Tighter protection for the Green Belt – with all its implications for future housing – moves up a notch with the prospect of a national register of green-belt being put to Parliament.
Pitched by Tory Sir Christopher Cope, that national register comes with the responsibility for Green Belt protection and maintenance.
In the Commons, Sir Christopher accused his own government of putting pressure on councils to erode the green belt at a local level.
“(The Green Belt) is no longer sacrosanct, and Government policy is to put pressure on local authorities to release land from the green belt through de-designation – effectively allowing developers a free-for-all.
“That cynical policy is promoted by the specious defence of localism (in) trying to transfer responsibility for taking away the green belt to local communities, which are effectively being given no option other than to de-designate their green belt,” Sir Christopher said.
Referencing 5,070 hectares of Green Belt land lost in England in the year to April 1 2018, Sir Christopher said the annual rate of loss was five times as high as the average over the lifetime of the previous Labour Government.
“Thereby giving the lie to the Conservative party being the great protector of the green belt,” he said.
Sir Christopher cited data from his own Christchurch constituency which in 2014 had 3,480 hectares of green-belt land.

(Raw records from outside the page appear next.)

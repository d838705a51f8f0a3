//! Durable key-value persistence.
//!
//! [`PersistenceHandler`] is the only component that touches storage. It
//! serializes values to JSON, optionally gzips them, and hands the bytes to
//! a [`StorageBackend`]: an in-memory map, one file per key, or the remote
//! key-value placeholder that rejects every call.

use std::collections::HashMap;
use std::io::{Read, Write};
use std::path::{Path, PathBuf};

use async_trait::async_trait;
use flate2::read::GzDecoder;
use flate2::write::GzEncoder;
use flate2::Compression;
use parking_lot::RwLock;
use serde::de::DeserializeOwned;
use serde::Serialize;
use sha2::{Digest, Sha256};
use thiserror::Error;
use uuid::Uuid;

use lensforge_core::config::{BackendKind, PersistenceConfig};

const GZIP_MAGIC: [u8; 2] = [0x1f, 0x8b];

/// Errors that can occur during persistence operations.
///
/// A missing key is not an error; `load` returns `Ok(None)` for it.
#[derive(Error, Debug)]
pub enum PersistenceError {
    #[error("IO error: {0}")]
    Io(#[from] std::io::Error),

    #[error("Serialization error: {0}")]
    Serialization(#[from] serde_json::Error),

    #[error("Compression error: {0}")]
    Compression(String),

    #[error("Storage backend '{backend}' is not implemented")]
    NotImplemented { backend: &'static str },

    #[error("Invalid storage key: {0:?}")]
    InvalidKey(String),
}

pub type Result<T> = std::result::Result<T, PersistenceError>;

/// Raw byte storage keyed by string.
#[async_trait]
pub trait StorageBackend: Send + Sync {
    /// Backend name for logging.
    fn name(&self) -> &'static str;

    /// Replace the value stored under `key`.
    async fn write(&self, key: &str, bytes: Vec<u8>) -> Result<()>;

    /// Read the value under `key`, `None` if absent.
    async fn read(&self, key: &str) -> Result<Option<Vec<u8>>>;

    /// Remove `key`. Returns whether it existed.
    async fn remove(&self, key: &str) -> Result<bool>;

    /// Keys starting with `prefix`, sorted.
    async fn keys(&self, prefix: &str) -> Result<Vec<String>>;

    async fn contains(&self, key: &str) -> Result<bool> {
        Ok(self.read(key).await?.is_some())
    }
}

/// In-process storage, lost on exit.
#[derive(Default)]
pub struct MemoryBackend {
    entries: RwLock<HashMap<String, Vec<u8>>>,
}

impl MemoryBackend {
    pub fn new() -> Self {
        Self::default()
    }
}

#[async_trait]
impl StorageBackend for MemoryBackend {
    fn name(&self) -> &'static str {
        "memory"
    }

    async fn write(&self, key: &str, bytes: Vec<u8>) -> Result<()> {
        self.entries.write().insert(key.to_string(), bytes);
        Ok(())
    }

    async fn read(&self, key: &str) -> Result<Option<Vec<u8>>> {
        Ok(self.entries.read().get(key).cloned())
    }

    async fn remove(&self, key: &str) -> Result<bool> {
        Ok(self.entries.write().remove(key).is_some())
    }

    async fn keys(&self, prefix: &str) -> Result<Vec<String>> {
        let mut keys: Vec<String> = self
            .entries
            .read()
            .keys()
            .filter(|k| k.starts_with(prefix))
            .cloned()
            .collect();
        keys.sort();
        Ok(keys)
    }

    async fn contains(&self, key: &str) -> Result<bool> {
        Ok(self.entries.read().contains_key(key))
    }
}

/// One file per key at `<root>/<key>.json`.
///
/// The root directory is created on first write. Writes go to a temporary
/// file in the same directory and are renamed over the target, so readers
/// never see a partial value.
pub struct FileBackend {
    root: PathBuf,
}

impl FileBackend {
    pub fn new(root: impl AsRef<Path>) -> Self {
        Self {
            root: root.as_ref().to_path_buf(),
        }
    }

    pub fn root(&self) -> &Path {
        &self.root
    }

    fn path_for(&self, key: &str) -> PathBuf {
        self.root.join(format!("{}.json", key))
    }
}

#[async_trait]
impl StorageBackend for FileBackend {
    fn name(&self) -> &'static str {
        "file"
    }

    async fn write(&self, key: &str, bytes: Vec<u8>) -> Result<()> {
        tokio::fs::create_dir_all(&self.root).await?;

        let target = self.path_for(key);
        let tmp = self.root.join(format!(".{}.{}.tmp", key, Uuid::new_v4().simple()));
        tokio::fs::write(&tmp, &bytes).await?;
        if let Err(e) = tokio::fs::rename(&tmp, &target).await {
            let _ = tokio::fs::remove_file(&tmp).await;
            return Err(e.into());
        }
        Ok(())
    }

    async fn read(&self, key: &str) -> Result<Option<Vec<u8>>> {
        match tokio::fs::read(self.path_for(key)).await {
            Ok(bytes) => Ok(Some(bytes)),
            Err(e) if e.kind() == std::io::ErrorKind::NotFound => Ok(None),
            Err(e) => Err(e.into()),
        }
    }

    async fn remove(&self, key: &str) -> Result<bool> {
        match tokio::fs::remove_file(self.path_for(key)).await {
            Ok(()) => Ok(true),
            Err(e) if e.kind() == std::io::ErrorKind::NotFound => Ok(false),
            Err(e) => Err(e.into()),
        }
    }

    async fn keys(&self, prefix: &str) -> Result<Vec<String>> {
        let mut dir = match tokio::fs::read_dir(&self.root).await {
            Ok(dir) => dir,
            Err(e) if e.kind() == std::io::ErrorKind::NotFound => return Ok(vec![]),
            Err(e) => return Err(e.into()),
        };

        let mut keys = Vec::new();
        while let Some(entry) = dir.next_entry().await? {
            let name = entry.file_name();
            let name = name.to_string_lossy();
            if name.starts_with('.') {
                continue;
            }
            if let Some(key) = name.strip_suffix(".json") {
                if key.starts_with(prefix) {
                    keys.push(key.to_string());
                }
            }
        }
        keys.sort();
        Ok(keys)
    }

    async fn contains(&self, key: &str) -> Result<bool> {
        Ok(tokio::fs::try_exists(self.path_for(key)).await?)
    }
}

/// Placeholder for a remote key-value store. Every call fails.
#[derive(Debug, Default)]
pub struct RedisBackend;

impl RedisBackend {
    fn unsupported<T>() -> Result<T> {
        Err(PersistenceError::NotImplemented { backend: "redis" })
    }
}

#[async_trait]
impl StorageBackend for RedisBackend {
    fn name(&self) -> &'static str {
        "redis"
    }

    async fn write(&self, _key: &str, _bytes: Vec<u8>) -> Result<()> {
        Self::unsupported()
    }

    async fn read(&self, _key: &str) -> Result<Option<Vec<u8>>> {
        Self::unsupported()
    }

    async fn remove(&self, _key: &str) -> Result<bool> {
        Self::unsupported()
    }

    async fn keys(&self, _prefix: &str) -> Result<Vec<String>> {
        Self::unsupported()
    }

    async fn contains(&self, _key: &str) -> Result<bool> {
        Self::unsupported()
    }
}

/// JSON + optional gzip on top of a [`StorageBackend`].
pub struct PersistenceHandler {
    backend: Box<dyn StorageBackend>,
    compression: bool,
}

impl PersistenceHandler {
    /// Build the backend selected by configuration.
    pub fn new(config: &PersistenceConfig) -> Self {
        let backend: Box<dyn StorageBackend> = match config.backend {
            BackendKind::Memory => Box::new(MemoryBackend::new()),
            BackendKind::File => Box::new(FileBackend::new(&config.location)),
            BackendKind::Redis => Box::new(RedisBackend),
        };
        Self::with_backend(backend, config.compression)
    }

    pub fn with_backend(backend: Box<dyn StorageBackend>, compression: bool) -> Self {
        Self {
            backend,
            compression,
        }
    }

    /// In-memory handler without compression.
    pub fn in_memory() -> Self {
        Self::with_backend(Box::new(MemoryBackend::new()), false)
    }

    pub fn backend_name(&self) -> &'static str {
        self.backend.name()
    }

    pub fn compression(&self) -> bool {
        self.compression
    }

    pub async fn save<T: Serialize + ?Sized>(&self, key: &str, value: &T) -> Result<()> {
        validate_key(key)?;
        let json = serde_json::to_vec(value)?;
        let bytes = if self.compression {
            gzip(&json)?
        } else {
            json
        };
        tracing::trace!(key, bytes = bytes.len(), backend = self.backend.name(), "save");
        self.backend.write(key, bytes).await
    }

    /// Load and decode `key`.
    ///
    /// Only a missing key yields `Ok(None)`; undecodable content is an error.
    /// Gzipped values are recognized by their magic bytes, so values written
    /// under either compression setting can be read back.
    pub async fn load<T: DeserializeOwned>(&self, key: &str) -> Result<Option<T>> {
        validate_key(key)?;
        let Some(bytes) = self.backend.read(key).await? else {
            return Ok(None);
        };
        let json = if bytes.starts_with(&GZIP_MAGIC) {
            gunzip(&bytes)?
        } else {
            bytes
        };
        Ok(Some(serde_json::from_slice(&json)?))
    }

    pub async fn delete(&self, key: &str) -> Result<bool> {
        validate_key(key)?;
        self.backend.remove(key).await
    }

    pub async fn list(&self, prefix: &str) -> Result<Vec<String>> {
        self.backend.keys(prefix).await
    }

    pub async fn exists(&self, key: &str) -> Result<bool> {
        validate_key(key)?;
        self.backend.contains(key).await
    }

    /// Hex SHA-256 of the canonical JSON of `value`.
    ///
    /// Canonical means object keys are sorted, so equal values hash equally
    /// regardless of field declaration order.
    pub fn checksum<T: Serialize + ?Sized>(value: &T) -> Result<String> {
        let canonical = serde_json::to_value(value)?;
        let bytes = serde_json::to_vec(&canonical)?;
        let digest = Sha256::digest(&bytes);
        Ok(format!("{:x}", digest))
    }
}

fn validate_key(key: &str) -> Result<()> {
    if key.is_empty()
        || key.starts_with('.')
        || key.contains(['/', '\\'])
        || key.contains("..")
    {
        return Err(PersistenceError::InvalidKey(key.to_string()));
    }
    Ok(())
}

fn gzip(bytes: &[u8]) -> Result<Vec<u8>> {
    let mut encoder = GzEncoder::new(Vec::new(), Compression::default());
    encoder
        .write_all(bytes)
        .map_err(|e| PersistenceError::Compression(e.to_string()))?;
    encoder
        .finish()
        .map_err(|e| PersistenceError::Compression(e.to_string()))
}

fn gunzip(bytes: &[u8]) -> Result<Vec<u8>> {
    let mut decoder = GzDecoder::new(bytes);
    let mut out = Vec::new();
    decoder
        .read_to_end(&mut out)
        .map_err(|e| PersistenceError::Compression(e.to_string()))?;
    Ok(out)
}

“Since then, 210 hectares have been removed -a 7% loss in four years.
“Since 2014, 160 hectares have been lost in East Dorset District Council, which is partly in my constituency.
“Local councils are openly inviting bids from owners of green-belt land to offer it up for de-designation and consequent development, meaning that all green-belt land is now vulnerable to losing its protected status,” he said.
Clause 1 of the Green Belt (Protection) Bill requires greater transparency about the loss of green-belt land, with a national public register of all green-belt land in England, and all land removed from or added to the green belt.
A second clause seeks to remove the incentives for councils to de-designate green-belt land, as it would allow that only if alternative land of the same or greater area was added at the same time.
Replacement land would need to abut land that is already developed, or that has above average density of housing.
“The new green-belt land would increase that amenity for those living adjacent to it.
“Most importantly, the Bill would restrict the density of development on former green-belt land – that would be a disincentive to developers to develop green-belt land rather than brownfield land,” said Sir Christopher.
The Bill is due to read a Second time on Friday, April 5.